DIY Democracy: When Your Reproductive Rights Come in Flat-Pack Form

Estimated reading time: 5 minutes

The Details

In a true spectacle of irony so thick you could cut it with the Constitution, South Carolina has once again donned its shining armor of morality, only to realize it’s actually just a cheap Halloween costume. Here’s a woman, with the genuine naivety that comes from believing in rights she thought were bygone issues, denied an abortion in the not-so-charming-any-more state. This isn’t just any made-for-TV drama, folks; it’s real life taking a swing at satire and missing by a mile.

The article in question, “Something needs to change.” Woman denied abortion in South Carolina challenges ban, drips with the kind of Kafkaesque logic only state legislators seem capable of. It paints a picture of the American dream turned American scream, where personal tragedies are met with political brick walls.

The Breakdown

  • We’re all for life, especially when it comes to making a woman’s life ludicrously difficult.
    South Carolina’s fierce determination to safeguard the unborn is heartwarming, if only it wasn’t served with a cold side of disregard for the women bearing those unborn. It’s as if the right to life ends at birth, and then hey, you’re on your own, kiddo.
  • The Founding Fathers are just thrilled in their graves right now.
    I’m sure the revolutionary notion of being ‘created equal’ was totally meant to include forced birth. It’s just that life, liberty, and the pursuit of happiness are now to be doled out based on which reproductive organs you happen to possess.
  • “Due process?” More like, “screw process,” am I right?
    Move over, legal system, there’s a new sheriff in town, and it apparently skipped law school to deal with reproductive rights through a megaphone and a gavel made from cherry-picked morality.
  • It’s not a ban, it’s an “alternative health care plan”.
    South Carolina empowers its women by limiting choices—less is more, right? By this logic, my next diet will involve moving next door to a bakery and taking up the empowering act of smelling bread I’ll never eat.
  • A fresh take on old classics: “Bodily Autonomy, and other fairy tales”.
    It’s innovative, really, rewriting classic tales for the modern era. Cinderella’s glass slipper is now a GPS ankle bracelet, and Rapunzel is locked in her tower because it’s for her own good—the wolf said so.

The Counter

  • Freedom of choice is overrated anyway.
    Like choosing between 50 different types of toothpaste in the supermarket aisle only to go home with baking soda because Aunt Irma swears by it. The government is the new Aunt Irma — just with less baking and more adjudicating on uteruses.
  • Nothing screams American freedom like a little government-mandated childbearing.
    Give me liberty or give me… another baby? The Statue of Liberty might as well swap her torch for a baby monitor and her tablet for a copy of What to Expect When the Legislature’s Expecting For You.
  • Federalism is so 1787—State mandates are the trendy new dystopia.
    Everyone loves local produce, so why not local laws on personal matters? Farm to table and politician to bedroom, it’s the circle of strife.
  • Let’s face it: Men would be better at this whole pregnancy thing anyway.
    It’s a natural conclusion. After all, the legislative expertise on female reproductive systems seems exclusively male-dominated. It’s like getting fish to teach birds how to fly—it’s all going swimmingly until someone hits the ground.
  • If ignorance is bliss, this law is a one-way ticket to Nirvana.
    Why snack on the fruit of knowledge when a feast of blissful unawareness is being served by people with power suits and power plays? Delicious, if you’ve got the stomach for it.

The Hot Take

If we’re going for broke on who can be the most out of touch with reality, this state’s legislature is the clear frontrunner. See, in a world where you can breach digital privacy with a click, somehow, a woman’s body is still considered public domain—like a rest stop on the interstate of patriarchy.
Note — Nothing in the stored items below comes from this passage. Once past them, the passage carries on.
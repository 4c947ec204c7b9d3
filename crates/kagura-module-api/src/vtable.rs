//! The two function-pointer tables.
//!
//! [`LogicVTable`] is the entire callable surface of the logic module,
//! fetched once through the module's single exported symbol. Its first field
//! is the encoded ABI version; the host must reject the table on a major
//! mismatch before calling anything else, since the layout beyond that field
//! cannot be trusted.
//!
//! [`HostApi`] is the reverse direction: the host hands it to
//! `create_game`/`deserialize_game`, and the module calls back through it
//! synchronously from inside `update_game`. Every entry takes the host
//! context pointer explicitly; there is no ambient host state.

use std::os::raw::c_char;

use crate::slice::{AssetCommandSlice, CollisionEventSlice, RawStr, RenderableSlice, TextCommandSlice};
use crate::types::{AssetCommand, InputState, TextCommand, Vec2};

/// Opaque module-owned game/world state. The host never sees its layout and
/// must destroy it exactly once through the table that created it.
#[repr(C)]
pub struct GameHandle {
    _private: [u8; 0],
}

/// Opaque host-owned engine context behind every [`HostApi`] entry.
#[repr(C)]
pub struct HostCtx {
    _private: [u8; 0],
}

/// Name of the module's one exported symbol:
/// `extern "C" fn() -> LogicVTable`, pure, callable immediately after load.
pub const VTABLE_SYMBOL: &[u8] = b"kagura_logic_vtable\0";
pub const VTABLE_SYMBOL_NAME: &str = "kagura_logic_vtable";

/// Host services callable from the logic module.
///
/// All calls are synchronous and must complete before `update_game` returns.
/// Failures never unwind; they come back as sentinel values
/// ([`crate::INVALID_BODY_ID`], [`crate::BODY_POSITION_SENTINEL`]) or are
/// absorbed (audio on an unready engine).
#[repr(C)]
#[derive(Clone, Copy)]
pub struct HostApi {
    pub ctx: *mut HostCtx,

    /// Leveled log sink; `level` is one of the `HOST_LOG_*` constants.
    pub log: extern "C" fn(ctx: *mut HostCtx, level: u32, message: RawStr),

    pub create_dynamic_box:
        extern "C" fn(ctx: *mut HostCtx, x: f32, y: f32, width: f32, height: f32) -> u64,
    pub create_static_box:
        extern "C" fn(ctx: *mut HostCtx, x: f32, y: f32, width: f32, height: f32) -> u64,
    pub get_body_position: extern "C" fn(ctx: *mut HostCtx, id: u64) -> Vec2,
    pub step_physics: extern "C" fn(ctx: *mut HostCtx),
    /// Begun contacts from the most recent step; the view is invalidated by
    /// the next `step_physics` call.
    pub get_collision_events: extern "C" fn(ctx: *mut HostCtx) -> CollisionEventSlice,

    pub play_sound: extern "C" fn(ctx: *mut HostCtx, path: RawStr),
    pub play_bgm: extern "C" fn(ctx: *mut HostCtx, path: RawStr, looped: bool),
    pub set_audio_settings: extern "C" fn(ctx: *mut HostCtx, master: f32, bgm: f32, se: f32),
}

/// The complete callable surface of a logic module.
///
/// Slice-returning entries hand out borrows of module-owned storage, valid
/// only until the next call that may mutate it. String-returning entries
/// allocate; each returned pointer must be released exactly once through the
/// paired free entry of the *same* table instance.
#[repr(C)]
#[derive(Clone, Copy)]
pub struct LogicVTable {
    /// Encoded ABI version; see [`crate::version`]. Checked first, always.
    pub abi_version: u32,

    pub create_game: extern "C" fn(host: HostApi) -> *mut GameHandle,
    pub destroy_game: extern "C" fn(game: *mut GameHandle),

    /// Self-contained encoded state, or null on failure. Pair with
    /// `free_serialized`.
    pub serialize_game: extern "C" fn(game: *const GameHandle) -> *mut c_char,
    /// Rebuilds a game from an encoded form, or null on failure.
    pub deserialize_game: extern "C" fn(host: HostApi, encoded: *const c_char) -> *mut GameHandle,
    pub free_serialized: extern "C" fn(encoded: *mut c_char),

    /// The single per-frame advance entry point.
    pub update_game: extern "C" fn(game: *mut GameHandle),
    pub update_input_state: extern "C" fn(game: *mut GameHandle, input: *const InputState),

    pub get_renderables: extern "C" fn(game: *mut GameHandle) -> RenderableSlice,

    pub get_asset_commands: extern "C" fn(game: *mut GameHandle) -> AssetCommandSlice,
    pub clear_asset_commands: extern "C" fn(game: *mut GameHandle),
    pub notify_asset_loaded:
        extern "C" fn(game: *mut GameHandle, request_id: u32, asset_id: u32),

    pub get_text_commands: extern "C" fn(game: *mut GameHandle) -> TextCommandSlice,
    pub clear_text_commands: extern "C" fn(game: *mut GameHandle),

    /// Owned NUL-terminated copies of command strings; pair with
    /// `free_cstring`.
    pub asset_command_path: extern "C" fn(command: *const AssetCommand) -> *mut c_char,
    pub text_command_text: extern "C" fn(command: *const TextCommand) -> *mut c_char,
    pub free_cstring: extern "C" fn(s: *mut c_char),

    pub request_fullscreen: extern "C" fn(fullscreen: bool),
    pub has_pending_fullscreen_request: extern "C" fn() -> bool,
    /// Destructive read of the pending request; returns one of the
    /// `FULLSCREEN_REQUEST_*` tags and clears the flag.
    pub consume_pending_fullscreen_request: extern "C" fn() -> u32,
}
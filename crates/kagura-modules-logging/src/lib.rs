//! Console logger setup for the host process.
//!
//! Level and format are environment-driven so a dev loop can flip verbosity
//! without rebuilding: `KAGURA_LOG` picks the level filter, and
//! `KAGURA_LOG_MODULE=0` drops the target column.

use std::io::Write;

use env_logger::Builder;
use log::LevelFilter;

#[derive(Debug, Clone)]
pub struct ConsoleLoggerConfig {
    pub level: LevelFilter,
    pub include_target: bool,
}

impl ConsoleLoggerConfig {
    pub fn from_env() -> Self {
        let level = std::env::var("KAGURA_LOG")
            .ok()
            .and_then(|v| v.parse::<LevelFilter>().ok())
            .unwrap_or(LevelFilter::Info);
        let include_target = std::env::var("KAGURA_LOG_MODULE")
            .ok()
            .map(|v| v != "0")
            .unwrap_or(true);

        Self {
            level,
            include_target,
        }
    }
}

impl Default for ConsoleLoggerConfig {
    fn default() -> Self {
        Self::from_env()
    }
}

/// Installs the global logger. Safe to call once; a second call reports the
/// usual `SetLoggerError`.
pub fn init(config: ConsoleLoggerConfig) -> Result<(), log::SetLoggerError> {
    let mut builder = Builder::new();
    builder.filter_level(config.level);

    let include_target = config.include_target;
    builder.format(move |buf, record| {
        if include_target {
            writeln!(
                buf,
                "[{:<5}] {:<10} {}",
                record.level(),
                record.target(),
                record.args()
            )
        } else {
            writeln!(buf, "[{:<5}] {}", record.level(), record.args())
        }
    });

    builder.try_init()
}
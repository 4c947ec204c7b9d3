//! Hot-reload controller.
//!
//! A watcher thread blocks on filesystem events and raises a
//! single-writer/single-reader atomic flag; the main thread observes it at
//! frame boundaries only. The swap itself keeps the old module and handle
//! alive until the replacement is fully validated: serialize → shadow copy →
//! load → version gate → deserialize, and only then destroy the old handle
//! and drop the old library. Any failure rolls back to the running module.

use std::path::{Path, PathBuf};
use std::sync::atomic::{AtomicBool, Ordering};
use std::sync::Arc;
use std::thread;
use std::time::Duration;

use crossbeam_channel::{unbounded, RecvTimeoutError};
use notify::{RecommendedWatcher, RecursiveMode, Watcher};

use crate::bridge::{EngineHost, GameInstance, LoadedModule};
use crate::error::ReloadError;

const DEBOUNCE_WINDOW: Duration = Duration::from_millis(300);

/// Watches the logic-module binary for rebuilds. Owns the one auxiliary
/// thread in the system; it only ever stores into the pending flag.
pub struct ReloadWatcher {
    _watcher: RecommendedWatcher,
    pending: Arc<AtomicBool>,
}

impl ReloadWatcher {
    pub fn new(module_path: &Path) -> Result<Self, notify::Error> {
        let watch_dir = module_path
            .parent()
            .map(Path::to_path_buf)
            .unwrap_or_else(|| PathBuf::from("."));
        let file_name = module_path.file_name().map(|n| n.to_os_string());

        let (tx, rx) = unbounded::<()>();
        let mut watcher = notify::recommended_watcher(
            move |res: Result<notify::Event, notify::Error>| match res {
                Ok(event) => {
                    let matches = match &file_name {
                        Some(name) => event
                            .paths
                            .iter()
                            .any(|p| p.file_name() == Some(name.as_os_str())),
                        None => true,
                    };
                    if matches {
                        let _ = tx.send(());
                    }
                }
                Err(e) => log::error!(target: "reload", "watcher error: {e}"),
            },
        )?;
        watcher.watch(&watch_dir, RecursiveMode::NonRecursive)?;

        let pending = Arc::new(AtomicBool::new(false));
        let flag = Arc::clone(&pending);
        thread::Builder::new()
            .name("kagura-reload-watch".into())
            .spawn(move || loop {
                // Block until the first event, then swallow the burst a
                // rebuild produces before raising the flag once.
                match rx.recv() {
                    Ok(()) => loop {
                        match rx.recv_timeout(DEBOUNCE_WINDOW) {
                            Ok(()) => continue,
                            Err(RecvTimeoutError::Timeout) => {
                                flag.store(true, Ordering::Release);
                                break;
                            }
                            Err(RecvTimeoutError::Disconnected) => return,
                        }
                    },
                    Err(_) => return,
                }
            })
            .map_err(|e| notify::Error::generic(&e.to_string()))?;

        log::info!(
            target: "reload",
            "watching '{}' for module changes",
            watch_dir.display()
        );

        Ok(Self {
            _watcher: watcher,
            pending,
        })
    }

    /// Destructive read of the pending flag, called once per frame boundary.
    #[inline]
    pub fn take_pending(&self) -> bool {
        self.pending.swap(false, Ordering::Acquire)
    }
}

/// Performs one reload attempt. On success `module` and `game` refer to the
/// new binary and the migrated state; on failure both are untouched and the
/// previous module keeps running.
pub fn reload_module(
    host: &mut EngineHost,
    module: &mut LoadedModule,
    game: &mut GameInstance,
    module_path: &Path,
    generation: &mut u64,
) -> Result<(), ReloadError> {
    log::info!(target: "reload", "reload requested, serializing live state");

    // The encoded form must be fully host-owned before the module is
    // touched; serialize() copies and releases the module buffer.
    let encoded = game.serialize().map_err(ReloadError::Serialize)?;

    *generation += 1;
    let shadow = shadow_copy(module_path, *generation)?;

    let next_module = LoadedModule::load(&shadow).map_err(ReloadError::Load)?;
    let api = host.host_api();
    let next_game = GameInstance::deserialize(next_module.vtable(), api, &encoded)
        .map_err(ReloadError::Deserialize)?;

    // Only now is the old state retired: destroy the old handle through its
    // own table, then let the old library unload.
    let old_game = std::mem::replace(game, next_game);
    drop(old_game);
    let _old_module = std::mem::replace(module, next_module);

    log::info!(target: "reload", "reload complete (generation {generation})");
    Ok(())
}

/// Copies the module binary to a generation-suffixed path before loading.
/// Loading the original path again could hand back the already-mapped image
/// on some platforms.
fn shadow_copy(module_path: &Path, generation: u64) -> Result<PathBuf, ReloadError> {
    let stem = module_path
        .file_stem()
        .map(|s| s.to_string_lossy().into_owned())
        .unwrap_or_else(|| "module".to_string());
    let ext = module_path
        .extension()
        .map(|e| e.to_string_lossy().into_owned());

    let mut name = format!("{stem}-hot{generation}");
    if let Some(ext) = ext {
        name.push('.');
        name.push_str(&ext);
    }
    let target = std::env::temp_dir().join(name);

    std::fs::copy(module_path, &target).map_err(|error| ReloadError::ShadowCopy {
        path: module_path.to_path_buf(),
        error,
    })?;
    Ok(target)
}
What Sarcasti-Lewis suggests is a radical, comedic approach to fixing the problem: How about we transfer the decision-making power from those whose expertise on women’s health comes exclusively from their high school health class, and give it back to, oh I don’t know, the actual women? And as a comedic bonus, let’s make every legislator who votes for an abortion ban take an empathy test that involves wearing a sympathy belly for nine months. Only then they can truly make an informed decision.

And if all else fails, I propose we redistribute the legislative power to a panel of comedians. Logic is already out the window; we might as well get a laugh as society collapses under nonsensical laws. Remember: If you can’t join ’em, mock ’em.